Er is echter weinig bekend over hoe planteneters omgaan met deze gezamenlijke bedreigingen. Is het erger om in het rijk van een roofdier te dwalen of het risico te lopen binnengedrongen te worden door bloedzuigende aaltjes? Of is het beter om beide te vermijden ten koste van eten?
Onderzoekers van de Universiteit van Melbourne gingen op zoek naar antwoorden. Het team reisde naar een landingsbaan in Grampians National Park in het zuidoosten van Australië, waar wallaby's en kangoeroes zich vaak verzamelen om te grazen.
De onderzoekers gebruikten uitwerpselen van huisdieren als dodelijk gevaar, omdat veel leden van de hondenfamilie wallaby-roofdieren zijn. Dingoes - nu uitgestorven uit de regio - waren de belangrijkste vijand van de wallabies, terwijl hun aartsvijand tegenwoordig de rode vos is. Het team voerde honden een gespecialiseerd vleesdieet bestaande uit wallaby, kangoeroe, schapen, opossum of konijn, en verzamelde vervolgens de uitwerpselen van de straathond na elke maaltijd.
Vervolgens plaatsten ze verschillende feeders rond de landingsbaan met een kleine hoeveelheid van een van de kakmonsters in de buurt van elke container. Achterover kijkend zag het team wat 21 wallaby's maakten van het voedselaanbod.
De dieren benaderden de voeders 97 keer, maar vermeden in het algemeen het eten in de buurt van de ontlasting van honden die wallaby's of kangoeroes aten, hun naaste familielid. De geur van deze kak zette hen op hoog alarm. Wallaby's aarzelden om te naderen en brachten meer tijd door met het scannen op gevaar rondom deze feeders, waardoor ze in het algemeen minder aten dan wallaby's die in de buurt van goedaardige kakmonsters aten.
In een tweede experiment maten de onderzoekers de afkeer van de wallaby's tegen parasieten, waarbij ze de feeders met uitwerpselen van collega-wallaby's of kangoeroes aan elkaar rijgen.

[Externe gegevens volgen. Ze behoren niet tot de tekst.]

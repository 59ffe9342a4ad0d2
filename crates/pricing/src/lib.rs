//! Pricing module: the linear bonding curve and its fixed-point mint/burn
//! arithmetic.
//!
//! Pure domain logic only: no state beyond the compile-time constants, no IO.

pub mod engine;

pub use engine::PricingEngine;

Wallaby's kunnen worden gekoloniseerd door maximaal 22 gastro-intestinale parasieten, waarvan er veel worden overgedragen via ontlasting van geïnfecteerde wallaby's, die parasitaire eieren of larven bevatten. Schijnbaar bewust van dit risico, verbruikten de 19 geteste wallaby's vijf keer meer voedsel van feeders met kangoeroepak dan degenen met wallabypoep.
Door de experimenten te combineren, plaatsten onderzoekers wallaby, kangoeroe en hondenuitwerpselen in de buurt van verschillende containers voor vers voedsel. Wallabies aten weer het minst op voeders die dicht bij de kak van wallaby of kangoeroe-etende honden waren geplaatst. Ze aten ook minder in containers vervuild met wallaby in plaats van kangoeroe-uitwerpselen.

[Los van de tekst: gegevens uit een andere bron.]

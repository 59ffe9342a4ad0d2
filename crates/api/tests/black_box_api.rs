use curvebook_core::{AccountId, AggregateId};
use curvebook_ledger::LedgerId;
use reqwest::StatusCode;
use serde_json::{Value, json};

struct TestServer {
    base_url: String,
    client: reqwest::Client,
    handle: tokio::task::JoinHandle<()>,
}

impl TestServer {
    async fn spawn() -> Self {
        // Build app (same router as prod), but bind to an ephemeral port.
        let app = curvebook_api::app::build_app(LedgerId::new(AggregateId::new()));
        let listener = tokio::net::TcpListener::bind("127.0.0.1:0")
            .await
            .expect("failed to bind ephemeral port");
        let addr = listener.local_addr().unwrap();
        let base_url = format!("http://{}", addr);

        let handle = tokio::spawn(async move {
            axum::serve(listener, app).await.unwrap();
        });

        Self {
            base_url,
            client: reqwest::Client::new(),
            handle,
        }
    }

    async fn get(&self, path: &str) -> (StatusCode, Value) {
        let res = self
            .client
            .get(format!("{}{}", self.base_url, path))
            .send()
            .await
            .unwrap();
        let status = res.status();
        (status, res.json().await.unwrap_or(Value::Null))
    }

    async fn post(&self, caller: Option<AccountId>, path: &str, body: Value) -> (StatusCode, Value) {
        let mut req = self
            .client
            .post(format!("{}{}", self.base_url, path))
            .json(&body);
        if let Some(caller) = caller {
            req = req.header("x-account-id", caller.to_string());
        }
        let res = req.send().await.unwrap();
        let status = res.status();
        (status, res.json().await.unwrap_or(Value::Null))
    }
}

impl Drop for TestServer {
    fn drop(&mut self) {
        self.handle.abort();
    }
}

fn amount(v: &Value, field: &str) -> u128 {
    v[field].as_str().unwrap().parse().unwrap()
}

#[tokio::test]
async fn health_is_public() {
    let srv = TestServer::spawn().await;
    let res = srv
        .client
        .get(format!("{}/health", srv.base_url))
        .send()
        .await
        .unwrap();
    assert_eq!(res.status(), StatusCode::OK);
}

#[tokio::test]
async fn mutating_routes_require_a_caller() {
    let srv = TestServer::spawn().await;

    let (status, body) = srv.post(None, "/buy", json!({ "value": "1" })).await;
    assert_eq!(status, StatusCode::UNAUTHORIZED);
    assert_eq!(body["error"], "missing_caller");

    let res = srv
        .client
        .post(format!("{}/buy", srv.base_url))
        .header("x-account-id", "not-a-uuid")
        .json(&json!({ "value": "1" }))
        .send()
        .await
        .unwrap();
    assert_eq!(res.status(), StatusCode::BAD_REQUEST);
}

#[tokio::test]
async fn buy_sell_lifecycle_with_default_curve() {
    let srv = TestServer::spawn().await;
    let alice = AccountId::new();
    let one_unit = 10u128.pow(18);

    let (status, price) = srv.get("/price").await;
    assert_eq!(status, StatusCode::OK);
    assert_eq!(amount(&price, "price"), 10u128.pow(15));

    // Unfunded wallet: the deposit cannot be collected.
    let (status, body) = srv
        .post(Some(alice), "/buy", json!({ "value": one_unit.to_string() }))
        .await;
    assert_eq!(status, StatusCode::PAYMENT_REQUIRED);
    assert_eq!(body["error"], "deposit_failed");

    srv.post(Some(alice), "/wallets/fund", json!({ "value": (2 * one_unit).to_string() }))
        .await;

    let (_, quote) = srv.get(&format!("/quote/buy?value={one_unit}")).await;
    let (status, bought) = srv
        .post(Some(alice), "/buy", json!({ "value": one_unit.to_string() }))
        .await;
    assert_eq!(status, StatusCode::OK);
    assert_eq!(amount(&bought, "minted"), 10u128.pow(21));
    assert_eq!(amount(&quote, "minted"), 10u128.pow(21));

    let (_, balance) = srv.get(&format!("/balances/{alice}")).await;
    assert_eq!(amount(&balance, "balance"), 10u128.pow(21));

    let (_, state) = srv.get("/state").await;
    assert_eq!(amount(&state, "total_supply"), 10u128.pow(21));
    assert_eq!(amount(&state, "reserve"), one_unit);
    assert_eq!(amount(&state, "current_price"), 10u128.pow(15) + 10u128.pow(12));
    assert_eq!(state["version"], 1);

    // Selling everything back would owe more than the reserve holds.
    let (status, body) = srv
        .post(Some(alice), "/sell", json!({ "amount": 10u128.pow(21).to_string() }))
        .await;
    assert_eq!(status, StatusCode::CONFLICT);
    assert_eq!(body["error"], "reserve_exhausted");

    let half = 10u128.pow(20) * 5;
    let (status, sold) = srv
        .post(Some(alice), "/sell", json!({ "amount": half.to_string() }))
        .await;
    assert_eq!(status, StatusCode::OK);
    let payout = amount(&sold, "payout");
    assert!(payout > 0 && payout < one_unit);

    let (_, wallet) = srv.get(&format!("/wallets/{alice}")).await;
    assert_eq!(amount(&wallet, "balance"), one_unit + payout);
}

#[tokio::test]
async fn transfer_and_allowance_flow() {
    let srv = TestServer::spawn().await;
    let alice = AccountId::new();
    let bob = AccountId::new();
    let carol = AccountId::new();
    let deposit = 10u128.pow(18);

    srv.post(Some(alice), "/wallets/fund", json!({ "value": deposit.to_string() }))
        .await;
    srv.post(Some(alice), "/buy", json!({ "value": deposit.to_string() }))
        .await;

    let (status, body) = srv
        .post(Some(alice), "/transfer", json!({ "to": bob.to_string(), "value": "1000" }))
        .await;
    assert_eq!(status, StatusCode::OK);
    assert_eq!(body["ok"], true);

    let (status, body) = srv
        .post(
            Some(alice),
            "/transfer",
            json!({ "to": AccountId::NULL.to_string(), "value": "1" }),
        )
        .await;
    assert_eq!(status, StatusCode::BAD_REQUEST);
    assert_eq!(body["error"], "transfer_to_null_identity");

    srv.post(Some(alice), "/approve", json!({ "spender": carol.to_string(), "value": "300" }))
        .await;
    srv.post(
        Some(alice),
        "/allowances/increase",
        json!({ "spender": carol.to_string(), "delta": "50" }),
    )
    .await;
    let (_, allowance) = srv.get(&format!("/allowances/{alice}/{carol}")).await;
    assert_eq!(amount(&allowance, "allowance"), 350);

    let (status, body) = srv
        .post(
            Some(carol),
            "/transfer-from",
            json!({ "from": alice.to_string(), "to": bob.to_string(), "value": "351" }),
        )
        .await;
    assert_eq!(status, StatusCode::CONFLICT);
    assert_eq!(body["error"], "allowance_exceeded");

    let (status, _) = srv
        .post(
            Some(carol),
            "/transfer-from",
            json!({ "from": alice.to_string(), "to": bob.to_string(), "value": "350" }),
        )
        .await;
    assert_eq!(status, StatusCode::OK);

    let (_, bob_balance) = srv.get(&format!("/balances/{bob}")).await;
    assert_eq!(amount(&bob_balance, "balance"), 1_350);
    let (_, allowance) = srv.get(&format!("/allowances/{alice}/{carol}")).await;
    assert_eq!(amount(&allowance, "allowance"), 0);
}

#[tokio::test]
async fn receive_and_fallback_top_up_reserve() {
    let srv = TestServer::spawn().await;
    let funder = AccountId::new();

    srv.post(Some(funder), "/wallets/fund", json!({ "value": "500" }))
        .await;
    let (status, _) = srv
        .post(Some(funder), "/receive", json!({ "value": "200" }))
        .await;
    assert_eq!(status, StatusCode::NO_CONTENT);
    let (status, _) = srv
        .post(Some(funder), "/fallback", json!({ "value": "100", "data": "ping" }))
        .await;
    assert_eq!(status, StatusCode::NO_CONTENT);

    let (_, state) = srv.get("/state").await;
    assert_eq!(amount(&state, "reserve"), 300);
    assert_eq!(amount(&state, "total_supply"), 0);

    let (_, wallet) = srv.get(&format!("/wallets/{funder}")).await;
    assert_eq!(amount(&wallet, "balance"), 200);
}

Verrassend genoeg was de aversie van parasieten net zo sterk als het vermijden van roofdieren, en wallaby's waren nog meer walgelijk door te eten op plaatsen waar aan beide voorwaarden was voldaan. Hun resultaten werden vandaag gepubliceerd in het tijdschrift Proceedings van de Royal Society B.
De aanwijzingen die wallaby's gebruiken om deze oproepen te doen, blijven onbekend, maar de onderzoekers schrijven dat wallaby's duidelijk "indrukwekkend gebruik maken" van stinkende hints om het risico af te wegen.